• PROMPT:
From the line below that contains "if let Some(timeout) = self.timeout.filter(Duration::is_zero)" to the line that contains "use chrono_tz::Tz;", repeat every line exactly, both ends included, and nothing else.

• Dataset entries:
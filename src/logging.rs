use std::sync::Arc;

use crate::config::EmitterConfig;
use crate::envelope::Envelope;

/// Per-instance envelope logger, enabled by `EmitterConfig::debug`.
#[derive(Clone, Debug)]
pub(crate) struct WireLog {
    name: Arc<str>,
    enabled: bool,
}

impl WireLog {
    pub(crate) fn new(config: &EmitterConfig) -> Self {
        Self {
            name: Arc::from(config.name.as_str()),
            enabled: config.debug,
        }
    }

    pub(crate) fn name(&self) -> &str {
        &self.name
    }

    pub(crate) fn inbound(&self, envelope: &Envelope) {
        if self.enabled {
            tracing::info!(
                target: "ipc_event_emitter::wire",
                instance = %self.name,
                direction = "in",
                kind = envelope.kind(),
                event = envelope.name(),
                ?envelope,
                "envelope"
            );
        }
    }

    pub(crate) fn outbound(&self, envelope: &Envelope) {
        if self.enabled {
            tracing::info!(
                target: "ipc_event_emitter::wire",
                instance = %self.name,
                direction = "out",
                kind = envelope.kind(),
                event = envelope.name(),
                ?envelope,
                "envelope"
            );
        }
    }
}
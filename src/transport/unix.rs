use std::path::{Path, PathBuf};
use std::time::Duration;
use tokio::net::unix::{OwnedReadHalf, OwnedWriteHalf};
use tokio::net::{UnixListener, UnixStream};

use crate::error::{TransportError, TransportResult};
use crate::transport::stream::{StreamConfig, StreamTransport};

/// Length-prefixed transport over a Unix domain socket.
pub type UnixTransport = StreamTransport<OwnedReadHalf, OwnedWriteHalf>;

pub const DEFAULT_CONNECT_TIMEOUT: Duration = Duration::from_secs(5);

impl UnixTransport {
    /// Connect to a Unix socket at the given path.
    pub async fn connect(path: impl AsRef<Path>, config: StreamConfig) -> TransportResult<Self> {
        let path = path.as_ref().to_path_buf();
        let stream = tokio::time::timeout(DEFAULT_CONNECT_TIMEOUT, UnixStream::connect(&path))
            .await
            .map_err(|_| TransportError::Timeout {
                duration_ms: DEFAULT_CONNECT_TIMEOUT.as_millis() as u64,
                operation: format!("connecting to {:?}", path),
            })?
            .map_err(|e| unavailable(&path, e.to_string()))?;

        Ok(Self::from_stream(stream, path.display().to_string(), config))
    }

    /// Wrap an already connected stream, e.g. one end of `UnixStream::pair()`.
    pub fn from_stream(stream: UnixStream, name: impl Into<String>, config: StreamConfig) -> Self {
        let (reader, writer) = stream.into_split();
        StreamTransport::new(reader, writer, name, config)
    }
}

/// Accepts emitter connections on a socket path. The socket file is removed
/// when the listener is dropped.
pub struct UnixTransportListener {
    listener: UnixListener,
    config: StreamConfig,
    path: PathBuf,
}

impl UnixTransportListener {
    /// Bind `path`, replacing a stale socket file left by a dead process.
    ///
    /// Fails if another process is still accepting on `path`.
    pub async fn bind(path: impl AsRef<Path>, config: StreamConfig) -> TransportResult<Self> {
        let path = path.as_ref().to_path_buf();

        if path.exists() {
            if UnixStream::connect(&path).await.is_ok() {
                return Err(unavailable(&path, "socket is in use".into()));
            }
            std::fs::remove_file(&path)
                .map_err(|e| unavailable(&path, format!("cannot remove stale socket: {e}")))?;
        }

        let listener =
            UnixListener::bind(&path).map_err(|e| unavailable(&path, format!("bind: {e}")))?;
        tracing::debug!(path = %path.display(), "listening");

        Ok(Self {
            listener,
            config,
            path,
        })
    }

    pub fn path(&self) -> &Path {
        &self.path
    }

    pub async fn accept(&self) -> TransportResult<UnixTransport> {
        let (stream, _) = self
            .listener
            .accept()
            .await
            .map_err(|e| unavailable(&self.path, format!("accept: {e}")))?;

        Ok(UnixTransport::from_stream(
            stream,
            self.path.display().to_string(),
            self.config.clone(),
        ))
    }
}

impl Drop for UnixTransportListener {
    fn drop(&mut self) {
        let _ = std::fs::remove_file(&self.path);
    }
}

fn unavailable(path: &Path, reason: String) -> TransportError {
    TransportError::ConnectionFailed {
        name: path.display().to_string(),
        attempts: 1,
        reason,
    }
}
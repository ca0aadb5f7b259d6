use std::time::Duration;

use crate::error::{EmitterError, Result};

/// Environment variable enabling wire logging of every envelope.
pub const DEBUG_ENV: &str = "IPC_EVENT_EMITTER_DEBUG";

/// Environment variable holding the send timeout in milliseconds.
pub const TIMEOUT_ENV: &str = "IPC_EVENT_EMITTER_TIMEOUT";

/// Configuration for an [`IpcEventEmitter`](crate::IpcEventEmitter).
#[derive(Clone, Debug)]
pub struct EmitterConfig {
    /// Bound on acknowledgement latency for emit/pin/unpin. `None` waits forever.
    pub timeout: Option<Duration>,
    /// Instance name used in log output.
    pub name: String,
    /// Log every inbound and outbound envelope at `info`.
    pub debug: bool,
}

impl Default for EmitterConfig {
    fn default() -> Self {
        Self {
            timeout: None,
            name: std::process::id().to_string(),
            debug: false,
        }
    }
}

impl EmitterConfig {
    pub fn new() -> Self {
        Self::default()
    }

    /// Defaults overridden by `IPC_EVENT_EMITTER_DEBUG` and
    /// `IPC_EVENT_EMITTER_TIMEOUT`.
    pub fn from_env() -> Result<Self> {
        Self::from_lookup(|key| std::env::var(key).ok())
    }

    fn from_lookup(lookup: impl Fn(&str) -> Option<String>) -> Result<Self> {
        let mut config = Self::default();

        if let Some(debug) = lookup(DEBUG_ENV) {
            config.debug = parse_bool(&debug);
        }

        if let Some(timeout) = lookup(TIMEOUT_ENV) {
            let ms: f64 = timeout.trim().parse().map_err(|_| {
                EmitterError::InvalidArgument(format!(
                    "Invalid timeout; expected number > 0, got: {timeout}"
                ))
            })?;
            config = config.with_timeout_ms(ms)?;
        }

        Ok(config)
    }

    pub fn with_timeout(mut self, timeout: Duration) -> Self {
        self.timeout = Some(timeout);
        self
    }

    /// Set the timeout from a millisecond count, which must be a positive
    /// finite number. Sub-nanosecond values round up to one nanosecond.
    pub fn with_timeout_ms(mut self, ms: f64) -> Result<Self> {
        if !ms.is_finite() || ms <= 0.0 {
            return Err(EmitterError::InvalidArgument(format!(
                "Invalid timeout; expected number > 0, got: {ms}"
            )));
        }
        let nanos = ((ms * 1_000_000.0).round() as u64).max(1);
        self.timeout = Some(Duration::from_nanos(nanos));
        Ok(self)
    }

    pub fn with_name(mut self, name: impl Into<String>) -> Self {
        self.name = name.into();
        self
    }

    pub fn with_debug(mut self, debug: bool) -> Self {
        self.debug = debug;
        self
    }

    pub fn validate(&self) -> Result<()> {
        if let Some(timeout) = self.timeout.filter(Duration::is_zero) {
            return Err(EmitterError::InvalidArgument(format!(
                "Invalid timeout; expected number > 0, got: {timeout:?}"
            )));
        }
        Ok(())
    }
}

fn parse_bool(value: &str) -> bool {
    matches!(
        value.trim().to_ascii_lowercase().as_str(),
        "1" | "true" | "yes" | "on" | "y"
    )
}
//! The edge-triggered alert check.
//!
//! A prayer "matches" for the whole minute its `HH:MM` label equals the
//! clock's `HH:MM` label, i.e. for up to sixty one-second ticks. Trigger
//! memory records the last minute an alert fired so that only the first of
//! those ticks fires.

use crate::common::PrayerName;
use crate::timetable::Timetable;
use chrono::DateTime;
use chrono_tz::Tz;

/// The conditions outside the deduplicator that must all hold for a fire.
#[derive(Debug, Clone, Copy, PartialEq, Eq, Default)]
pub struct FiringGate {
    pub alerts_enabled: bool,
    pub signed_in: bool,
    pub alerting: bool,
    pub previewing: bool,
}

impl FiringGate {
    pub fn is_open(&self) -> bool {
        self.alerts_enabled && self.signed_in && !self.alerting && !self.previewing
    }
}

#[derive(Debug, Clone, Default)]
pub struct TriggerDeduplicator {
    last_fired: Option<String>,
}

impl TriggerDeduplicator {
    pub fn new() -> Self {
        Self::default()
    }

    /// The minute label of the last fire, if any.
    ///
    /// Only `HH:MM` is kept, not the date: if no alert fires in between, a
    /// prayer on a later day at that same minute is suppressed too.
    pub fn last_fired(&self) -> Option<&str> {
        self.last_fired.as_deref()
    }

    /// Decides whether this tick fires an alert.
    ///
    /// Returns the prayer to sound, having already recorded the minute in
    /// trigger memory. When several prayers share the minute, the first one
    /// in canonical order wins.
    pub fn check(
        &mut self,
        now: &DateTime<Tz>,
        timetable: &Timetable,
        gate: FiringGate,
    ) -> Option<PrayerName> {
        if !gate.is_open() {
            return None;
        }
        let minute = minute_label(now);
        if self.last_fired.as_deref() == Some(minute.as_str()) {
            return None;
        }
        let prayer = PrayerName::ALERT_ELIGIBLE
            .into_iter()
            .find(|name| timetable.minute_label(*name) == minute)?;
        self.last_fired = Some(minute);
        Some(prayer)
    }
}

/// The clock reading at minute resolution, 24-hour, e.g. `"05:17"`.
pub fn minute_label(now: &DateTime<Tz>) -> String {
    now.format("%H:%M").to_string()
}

• EXPECTED OUTPUT:
        if let Some(timeout) = self.timeout.filter(Duration::is_zero) {
            return Err(EmitterError::InvalidArgument(format!(
                "Invalid timeout; expected number > 0, got: {timeout:?}"
            )));
        }
        Ok(())
    }
}

fn parse_bool(value: &str) -> bool {
    matches!(
        value.trim().to_ascii_lowercase().as_str(),
        "1" | "true" | "yes" | "on" | "y"
    )
}
//! The edge-triggered alert check.
//!
//! A prayer "matches" for the whole minute its `HH:MM` label equals the
//! clock's `HH:MM` label, i.e. for up to sixty one-second ticks. Trigger
//! memory records the last minute an alert fired so that only the first of
//! those ticks fires.

use crate::common::PrayerName;
use crate::timetable::Timetable;
use chrono::DateTime;
use chrono_tz::Tz;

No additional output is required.